_Records provided:_
const TRAIT_SPECS: &[TraitSpec] = &[
    TraitSpec {
        name: "analytical_thinking",
        category: TraitCategory::Cognitive,
        high_priority: true,
        lexical: &[
            r"\b(analyze|examine|evaluate|assess|scrutinize|investigate|dissect)\b",
            r"\b(logical|systematic|methodical|rational|structured|organized)\b",
            r"\b(consider|review|assess|evaluate|compare|contrast)\b",
            r"\b(deduce|infer|conclude|reason|rationalize)\b",
        ],
        syntactic: &[
            r"let me \w+ (analyze|examine|evaluate|assess)",
            r"considering \w+ factors?",
            r"based on \w+ analysis",
            r"systematic \w+ approach",
            r"logical \w+ reasoning",
            r"methodical \w+ process",
        ],
        semantic: &["analysis", "evaluation", "assessment", "reasoning", "logic", "systematic"],
        contextual: &["data", "evidence", "facts", "metrics", "statistics", "patterns"],
        boosters: &["thoroughly", "carefully", "systematically", "methodically", "rigorously"],
        quality: &["detailed", "comprehensive", "thorough", "rigorous", "precise"],
    },
    TraitSpec {
        name: "creative_thinking",
        category: TraitCategory::Creative,
        high_priority: true,
        lexical: &[
            r"\b(innovative|creative|novel|original|unique|imaginative)\b",
            r"\b(imagine|design|craft|invent|create|develop|conceive)\b",
            r"\b(artistic|aesthetic|beautiful|elegant|inspiring|visionary)\b",
            r"\b(brainstorm|ideate|explore|experiment|innovate)\b",
        ],
        syntactic: &[
            r"what if \w+",
            r"imagine \w+",
            r"creative \w+ solution",
            r"innovative \w+ approach",
            r"let's explore \w+",
            r"novel \w+ perspective",
        ],
        semantic: &["creativity", "innovation", "design", "artistry", "imagination", "originality"],
        contextual: &["ideas", "concepts", "solutions", "approaches", "possibilities", "alternatives"],
        boosters: &["brilliant", "inspired", "original", "groundbreaking", "revolutionary"],
        quality: &["breakthrough", "cutting-edge", "pioneering", "transformative", "disruptive"],
    },
    TraitSpec {
        name: "leadership",
        category: TraitCategory::Personality,
        high_priority: true,
        lexical: &[
            r"\b(lead|guide|direct|manage|coordinate|oversee|supervise)\b",
            r"\b(command|authority|influence|inspire|motivate|empower)\b",
            r"\b(mentor|coach|teach|guide|develop|nurture)\b",
            r"\b(initiate|champion|advocate|promote|drive)\b",
        ],
        syntactic: &[
            r"let me \w+ (lead|guide|direct|manage)",
            r"we should \w+",
            r"i recommend \w+",
            r"take charge \w+",
            r"lead the \w+",
            r"guide the \w+",
        ],
        semantic: &["leadership", "management", "guidance", "direction", "authority", "influence"],
        contextual: &["team", "group", "project", "initiative", "organization", "community"],
        boosters: &["confidently", "authoritatively", "decisively", "strategically", "visionarily"],
        quality: &["transformational", "inspirational", "strategic", "visionary", "charismatic"],
    },
    TraitSpec {
        name: "collaboration",
        category: TraitCategory::Social,
        high_priority: false,
        lexical: &[
            r"\b(collaborate|cooperate|work together|team up|partner|ally)\b",
            r"\b(partner|ally|colleague|teammate|collaborator|co-worker)\b",
            r"\b(share|contribute|support|help|assist|facilitate)\b",
            r"\b(engage|involve|include|participate|contribute)\b",
        ],
        syntactic: &[
            r"let's \w+ together",
            r"we can \w+",
            r"working with \w+",
            r"team effort \w+",
            r"collaborative \w+",
            r"joint \w+ approach",
        ],
        semantic: &["collaboration", "cooperation", "teamwork", "partnership", "synergy", "unity"],
        contextual: &["team", "group", "together", "collective", "shared", "mutual"],
        boosters: &["enthusiastically", "willingly", "actively", "positively", "constructively"],
        quality: &["seamless", "effective", "productive", "harmonious", "synergistic"],
    },
    TraitSpec {
        name: "problem_solving",
        category: TraitCategory::Cognitive,
        high_priority: true,
        lexical: &[
            r"\b(solve|resolve|fix|address|tackle|handle|overcome)\b",
            r"\b(solution|approach|strategy|method|technique|process)\b",
            r"\b(debug|troubleshoot|diagnose|identify|analyze)\b",
            r"\b(optimize|improve|enhance|refine|perfect)\b",
        ],
        syntactic: &[
            r"let me \w+ (solve|fix|address|tackle)",
            r"the solution \w+",
            r"approach to \w+",
            r"strategy for \w+",
            r"method to \w+",
            r"way to \w+",
        ],
        semantic: &["problem-solving", "troubleshooting", "debugging", "resolution", "optimization"],
        contextual: &["issue", "problem", "challenge", "obstacle", "difficulty", "complexity"],
        boosters: &["effectively", "efficiently", "successfully", "systematically", "creatively"],
        quality: &["elegant", "robust", "scalable", "comprehensive", "innovative"],
    },
    TraitSpec {
        name: "adaptability",
        category: TraitCategory::Behavioral,
        high_priority: false,
        lexical: &[
            r"\b(adapt|adjust|modify|change|flexible|versatile)\b",
            r"\b(versatile|dynamic|responsive|agile|resilient|robust)\b",
            r"\b(evolve|transform|shift|pivot|transition|adjust)\b",
            r"\b(accommodate|integrate|incorporate|embrace)\b",
        ],
        syntactic: &[
            r"adapt to \w+",
            r"adjust \w+ approach",
            r"flexible \w+",
            r"responsive to \w+",
            r"evolve with \w+",
            r"pivot to \w+",
        ],
        semantic: &["adaptability", "flexibility", "versatility", "responsiveness", "resilience"],
        contextual: &["change", "environment", "circumstances", "requirements", "conditions"],
        boosters: &["quickly", "easily", "seamlessly", "naturally", "effortlessly"],
        quality: &["seamless", "effortless", "natural", "intuitive", "smooth"],
    },
    TraitSpec {
        name: "communication",
        category: TraitCategory::Social,
        high_priority: false,
        lexical: &[
            r"\b(communicate|explain|clarify|articulate|express|convey)\b",
            r"\b(present|demonstrate|illustrate|show|describe|narrate)\b",
            r"\b(listen|understand|comprehend|grasp|follow|interpret)\b",
            r"\b(dialogue|conversation|discussion|exchange|interaction)\b",
        ],
        syntactic: &[
            r"let me \w+ (explain|clarify|demonstrate)",
            r"to communicate \w+",
            r"clear \w+",
            r"effective \w+",
            r"understand \w+",
            r"explain \w+",
        ],
        semantic: &["communication", "explanation", "clarity", "understanding", "dialogue"],
        contextual: &["message", "information", "ideas", "concepts", "feedback", "response"],
        boosters: &["clearly", "effectively", "precisely", "concisely", "persuasively"],
        quality: &["crystal-clear", "compelling", "persuasive", "engaging", "inspiring"],
    },
    TraitSpec {
        name: "technical_expertise",
        category: TraitCategory::Cognitive,
        high_priority: true,
        lexical: &[
            r"\b(technical|technological|engineering|scientific|systematic)\b",
            r"\b(implement|develop|build|construct|engineer|architect)\b",
            r"\b(optimize|enhance|improve|refine|perfect|tune)\b",
            r"\b(integrate|configure|deploy|maintain|support|troubleshoot)\b",
        ],
        syntactic: &[
            r"technical \w+",
            r"implement \w+",
            r"build \w+",
            r"engineer \w+",
            r"optimize \w+",
            r"integrate \w+",
        ],
        semantic: &["technical", "engineering", "implementation", "optimization", "architecture"],
        contextual: &["system", "technology", "solution", "implementation", "architecture"],
        boosters: &["expertly", "professionally", "systematically", "efficiently", "reliably"],
        quality: &["enterprise-grade", "production-ready", "scalable", "robust", "efficient"],
    },
    TraitSpec {
        name: "emotional_intelligence",
        category: TraitCategory::Social,
        high_priority: false,
        lexical: &[
            r"\b(empathy|compassion|understanding|sensitivity|awareness)\b",
            r"\b(emotional|feelings|mood|atmosphere|vibe|energy)\b",
            r"\b(support|comfort|encourage|motivate|inspire|uplift)\b",
            r"\b(recognize|perceive|sense|detect|identify)\b",
        ],
        syntactic: &[
            r"understand \w+ feelings?",
            r"sense \w+ emotions?",
            r"empathize with \w+",
            r"support \w+",
            r"comfort \w+",
            r"encourage \w+",
        ],
        semantic: &["empathy", "emotional intelligence", "compassion", "understanding", "support"],
        contextual: &["emotions", "feelings", "mood", "atmosphere", "relationships", "well-being"],
        boosters: &["genuinely", "deeply", "sincerely", "warmly", "compassionately"],
        quality: &["profound", "genuine", "authentic", "deep", "meaningful"],
    },
];

struct CompiledTrait {
    name: &'static str,
    category: TraitCategory,
    high_priority: bool,
    table: PatternTable,
    boosters: PatternCategory,
}

impl CompiledTrait {
    fn compile(spec: &TraitSpec) -> Result<Self, AnalysisError> {
        let table = PatternTable::new(spec.name)
            .with_category(
                PatternCategory::new("lexical", 0.25, Scaling::Logarithmic).with_regexes(spec.lexical)?,
            )
            .with_category(
                PatternCategory::new("syntactic", 0.25, Scaling::SquareRoot)
                    .with_regexes(spec.syntactic)?,
            )
            .with_category(
                PatternCategory::new("semantic", 0.25, Scaling::SquareRoot).with_keywords(spec.semantic),
            )
            .with_category(
                PatternCategory::new("contextual", 0.15, Scaling::SquareRoot)
                    .with_keywords(spec.contextual),
            )
            .with_category(
                PatternCategory::new("quality", 0.10, Scaling::Linear).with_keywords(spec.quality),
            );

        Ok(Self {
            name: spec.name,
            category: spec.category,
            high_priority: spec.high_priority,
            table,
            boosters: PatternCategory::new("boosters", 0.0, Scaling::Linear).with_keywords(spec.boosters),
        })
    }
}

/// Raw score of one catalogue trait before filtering
#[derive(Debug, Clone, PartialEq, Serialize)]
pub struct TraitCandidate {
    pub name: String,
    pub category: TraitCategory,
    pub strength: f64,
    pub confidence: f64,
    pub manifestation: String,
}

/// Extracts behavioral traits from agent output
pub struct TraitExtractor {
    traits: Vec<CompiledTrait>,
}

impl TraitExtractor {
    pub fn new() -> Result<Self, AnalysisError> {
        let traits = TRAIT_SPECS
            .iter()
            .map(CompiledTrait::compile)
            .collect::<Result<Vec<_>, _>>()?;
        Ok(Self { traits })
    }

    /// Names of every catalogue trait
    pub fn trait_names(&self) -> Vec<&'static str> {
        self.traits.iter().map(|t| t.name).collect()
    }

    /// Score every catalogue trait without filtering
    pub fn candidates(&self, text: &TextSample<'_>) -> Vec<TraitCandidate> {
        self.traits
            .iter()
            .map(|compiled| {
                let breakdown = compiled.table.score(text);

                let boost = (compiled.boosters.hits(text) as f64 * BOOST_PER_HIT).min(MAX_BOOST);
                let priority = if compiled.high_priority {
                    HIGH_PRIORITY_MULTIPLIER
                } else {
                    1.0
                };
                let strength = (breakdown.aggregate * (1.0 + boost) * priority).min(1.0);

                let regex_hits = breakdown.hits_of("lexical") + breakdown.hits_of("syntactic");
                let confidence = (strength
                    + regex_hits as f64 * 0.04
                    + breakdown.hits_of("contextual") as f64 * 0.08
                    + breakdown.hits_of("quality") as f64 * 0.06)
                    .min(1.0);

                TraitCandidate {
                    name: compiled.name.to_string(),
                    category: compiled.category,
                    strength,
                    confidence,
                    manifestation: manifestation(compiled, text),
                }
            })
            .collect()
    }

    /// Extract the retained traits for an agent's output
    pub fn extract(&self, text: &TextSample<'_>, agent_id: &str) -> Vec<SubliminalTrait> {
        let candidates: Vec<SubliminalTrait> = self
            .candidates(text)
            .into_iter()
            .filter(|c| c.strength >= MIN_TRAIT_STRENGTH && c.confidence >= MIN_TRAIT_CONFIDENCE)
            .map(|c| SubliminalTrait {
                id: format!("{}_{}", agent_id, c.name),
                name: c.name,
                strength: c.strength,
                category: c.category,
                manifestation: c.manifestation,
                confidence: c.confidence,
            })
            .collect();

        let total = candidates.len();
        let capped = cap_by_category(candidates);
        let resolved = resolve_contradictions(capped);

        debug!(
            agent_id = %agent_id,
            candidates = total,
            retained = resolved.len(),
            "Extracted traits"
        );
        resolved
    }
}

_Exercise aim:_
From the data above, work out how many lines hold "SquareRoot". Answer with the number alone.

_Reply to the task:_
3